Occupy Toledo Makes Surprise Appearance At Monroe Nuclear Power Plant Hearing

#OccupyNuclearPower

Members of Occupy Toledo gave a surprise "mic check" Thursday to audience members of a public meeting on a proposed nuclear power plant in Monroe, Mich., 20 miles north of their Ohio hometown.

The meeting, sponsored by the Nuclear Regulatory Commission and part of the approval process, invited public input about the safety and environmental impact of adding a second nuclear power plant in Monroe. DTE Energy has been considering building another plant to complement its existing Fermi II plant since 2008.

DTE spokesman Guy Cerullo told HuffPost that DTE has not yet fully committed to a nuclear power project, but due to the lengthy amount of time it takes to construct a plant the company needed to consider various options for meeting future energy demands.

The proposed plant would boil water and then send it directly through turbines to create electricity. The fundamentals of the model are similar in principle to those of the ill-fated Fukushima nuclear power plant in Japan, but Cerullo stressed that any new plant would be safer and more modern.

"The Fukushima plant was built in the '70s and this would be the latest in design," he said. "It would not be the same at all"

The prevention of an emergency is an issue of particular concern in Monroe, where the Fermi I breeder reactor suffered a partial meltdown in 1967.

Ed McArdle, Conservation Committee chair for the Michigan Sierra Club, attended the meeting. Noting the history of Fermi I, and other nuclear disasters like Chernobyl and Three Mile Island,
he ridiculed the proposed plant as a dangerous and expensive venture.

"This is the most expensive, complicated way to boil water to create electricity," McArdle told HuffPost, adding that the Sierra Club has historically been against nuclear energy. "We feel wind and solar efficiency can provide 100 percent of our electricity in 20 or 30 years."

In addition to safety concerns, others noted the possible risk to public health that building a second nuclear power plant in Monroe would bring. Opponents claim nuclear energy has already impacted the health of residents in the community.

"There is data in Monroe that there are higher than normal cancer rates, higher than normal rates in diseases, developmental disabilities, and this could be because of radioactive releases from Fermi 2," said Kevin Kamps of Beyond Nuclear, an alternative energy advocacy group, in a press release.

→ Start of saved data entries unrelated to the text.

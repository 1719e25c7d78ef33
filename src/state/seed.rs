//! Built-in demo seed records
//!
//! Every fresh gallery starts with these five sample images from the remote
//! store's public demo account. They are never uploaded or truly deleted;
//! deleting one only records its id in the suppressed set so it stays hidden
//! across reloads.

use chrono::Utc;

use super::data::ImageRecord;

/// Build the demo seed set.
///
/// Rebuilt on every call (with a fresh timestamp) rather than persisted, so
/// the seed records always reflect the compiled-in definitions.
pub fn demo_images() -> Vec<ImageRecord> {
    let now = Utc::now().to_rfc3339();

    let entries: [(&str, &str, &str, &str, u32, u32); 5] = [
        (
            "1",
            "https://res.cloudinary.com/demo/image/upload/v1312461204/sample.jpg",
            "Sample Image 1",
            "sample",
            864,
            576,
        ),
        (
            "2",
            "https://res.cloudinary.com/demo/image/upload/v1696496183/cld-sample-2.jpg",
            "Sample Image 2",
            "cld-sample-2",
            800,
            600,
        ),
        (
            "3",
            "https://res.cloudinary.com/demo/image/upload/v1696496182/cld-sample-3.jpg",
            "Sample Image 3",
            "cld-sample-3",
            800,
            600,
        ),
        (
            "4",
            "https://res.cloudinary.com/demo/image/upload/v1696496183/cld-sample-4.jpg",
            "Sample Image 4",
            "cld-sample-4",
            800,
            600,
        ),
        (
            "5",
            "https://res.cloudinary.com/demo/image/upload/v1696496183/cld-sample-5.jpg",
            "Sample Image 5",
            "cld-sample-5",
            800,
            600,
        ),
    ];

    entries
        .into_iter()
        .map(|(id, url, title, public_id, width, height)| ImageRecord {
            id: id.to_string(),
            url: url.to_string(),
            title: title.to_string(),
            tags: None,
            created_at: now.clone(),
            date: None,
            public_id: public_id.to_string(),
            width,
            height,
            seed: true,
        })
        .collect()
}
//! Sequential batch uploads with aggregate progress
//!
//! One upload is in flight at a time, in input order. A single file failing
//! never aborts the batch; the caller gets every record that did succeed and
//! a single aggregate error only when a non-empty batch produced nothing.

use std::path::PathBuf;

use log::{info, warn};

use super::client::RemoteMedia;
use crate::state::data::ImageRecord;

/// Progress ceiling while the batch is still running. The reported percentage
/// climbs toward this value as files complete and only snaps to 100 once the
/// whole batch is done.
const PROGRESS_CEILING: f32 = 95.0;

/// Turns a batch of local files into uploaded [`ImageRecord`]s
pub struct BatchUploader<R: RemoteMedia> {
    remote: R,
    uploading: bool,
    progress: f32,
    last_error: Option<String>,
}

impl<R: RemoteMedia> BatchUploader<R> {
    pub fn new(remote: R) -> Self {
        BatchUploader {
            remote,
            uploading: false,
            progress: 0.0,
            last_error: None,
        }
    }

    /// True while a batch is running
    pub fn is_uploading(&self) -> bool {
        self.uploading
    }

    /// Progress of the current (or last) batch, 0–100, non-decreasing within
    /// a batch
    pub fn progress(&self) -> f32 {
        self.progress
    }

    /// Aggregate failure from the last batch, set only when a non-empty batch
    /// yielded no records
    pub fn last_error(&self) -> Option<&str> {
        self.last_error.as_deref()
    }

    /// Upload every file, strictly sequentially, skipping failures.
    pub async fn upload_batch(&mut self, files: &[PathBuf]) -> Vec<ImageRecord> {
        self.upload_batch_with(files, |_| {}).await
    }

    /// Like [`Self::upload_batch`], reporting progress after each file.
    ///
    /// The reported percentage is `(completed / total) * 95`, then 100 when
    /// the batch finishes, so an observer never sees 100 while a file is
    /// still pending.
    pub async fn upload_batch_with<F>(
        &mut self,
        files: &[PathBuf],
        mut on_progress: F,
    ) -> Vec<ImageRecord>
    where
        F: FnMut(f32),
    {
        if files.is_empty() {
            return Vec::new();
        }

        self.uploading = true;
        self.progress = 0.0;
        self.last_error = None;

        let total = files.len();
        let mut records = Vec::new();

        for (done, file) in files.iter().enumerate() {
            match self.remote.upload(file).await {
                Some(record) => records.push(record),
                None => {
                    // Already logged by the client; the batch continues
                    warn!("Skipping {} after failed upload", file.display());
                }
            }

            self.progress = ((done + 1) as f32 / total as f32) * PROGRESS_CEILING;
            on_progress(self.progress);
        }

        self.progress = 100.0;
        on_progress(self.progress);
        self.uploading = false;

        if records.is_empty() {
            self.last_error = Some(format!("All {} uploads failed", total));
        }

        info!("Upload batch finished: {} of {} succeeded", records.len(), total);

        records
    }
}
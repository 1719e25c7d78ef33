//! Local-first image gallery core.
//!
//! The crate owns everything between the presentation layer and the hosted
//! media store:
//! - [`state::gallery::GalleryState`]: the in-memory collection, search,
//!   pagination, selection, and optimistic add/delete mutations
//! - [`remote::upload::BatchUploader`]: sequential multi-file uploads with
//!   aggregate progress
//! - [`remote::client::MediaClient`]: the upload/delete boundary to the
//!   remote media API
//! - [`state::store`]: durable storage of the user's images and of the
//!   demo images they have hidden
//!
//! Rendering, routing, and styling are the embedding application's problem;
//! this crate only decides what images exist and which are visible.

pub mod error;
pub mod remote;
pub mod state;

pub use error::GalleryError;
pub use remote::client::{MediaClient, MediaConfig, RemoteMedia};
pub use remote::is_demo_public_id;
pub use remote::upload::BatchUploader;
pub use state::data::{DeletePhase, ImageRecord};
pub use state::gallery::{GalleryState, IMAGES_PER_PAGE};
pub use state::seed::demo_images;
pub use state::store::{CollectionStore, JsonFileStore, MemoryStore, StoredCollection};
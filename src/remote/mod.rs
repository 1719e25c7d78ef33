/// Remote media store boundary
///
/// This module wraps the hosted media API:
/// - Upload/delete client and its configuration (client.rs)
/// - Sequential batch uploads with progress tracking (upload.rs)
pub mod client;
pub mod upload;

/// Check whether a public id names one of the shared demo images.
///
/// Demo identifiers are reserved by the remote store's public account and
/// must never be sent to the real delete endpoint; deleting one is
/// short-circuited to success without a network call.
pub fn is_demo_public_id(public_id: &str) -> bool {
    public_id == "sample" || public_id.starts_with("demo/") || public_id.contains("cld-sample")
}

According to a 2009 Michigan Department of Community Health (MDCH) study, the cancer rate among people under the age of 25 in Monroe County rose at triple the rate of the rest of Michigan between 1996 and 2005.

But a new nuclear power plant would also mean jobs for Monroe, something that clearly motivated many of those present at Thursday's meeting.

According to Cerullo, a new plant would employ 1,000 to 3,000 workers throughout construction and employ about 700 people long-term. He also said nuclear power plant workers' wages would be around 36 percent higher than the area's average wage.

"They're very good jobs long-term," Cerullo said. He also noted the plant could generate $20 million in state and local tax revenue.

While McArdle said he understood the attraction a nuclear plant holds for those interested in economic stimulus, he believes such reasoning is short-sighted.

"They see the jobs. They don't see anything else. They don't visualize the rate increases or the potential for accidents or pollution," he said.

According to McArdle, the more than 150 people who attended the NRC meeting appeared pretty evenly divided in opinion on the proposed plant.

The audience consisted of a boisterous mix of DTE employees, politicians, environmentalists, union members and Monroe residents. And then there were 10 members of Occupy Toledo, who denounced the gathering in unison "as nothing but a dog-and-pony show prioritizing the profits of Detroit Edison [DTE] over the health and safety of the citizens of this region and the natural environment."

Prema Chandrathil, a spokeswoman for NRC Region 3, told HuffPost the commission takes citizen and safety concerns very seriously. She added there are still many steps left before determining whether DTE's proposal "meets all the designs and applicable regulations to go ahead and be a safe operating a power plant."

The agency will take public input via mail until Jan. 11.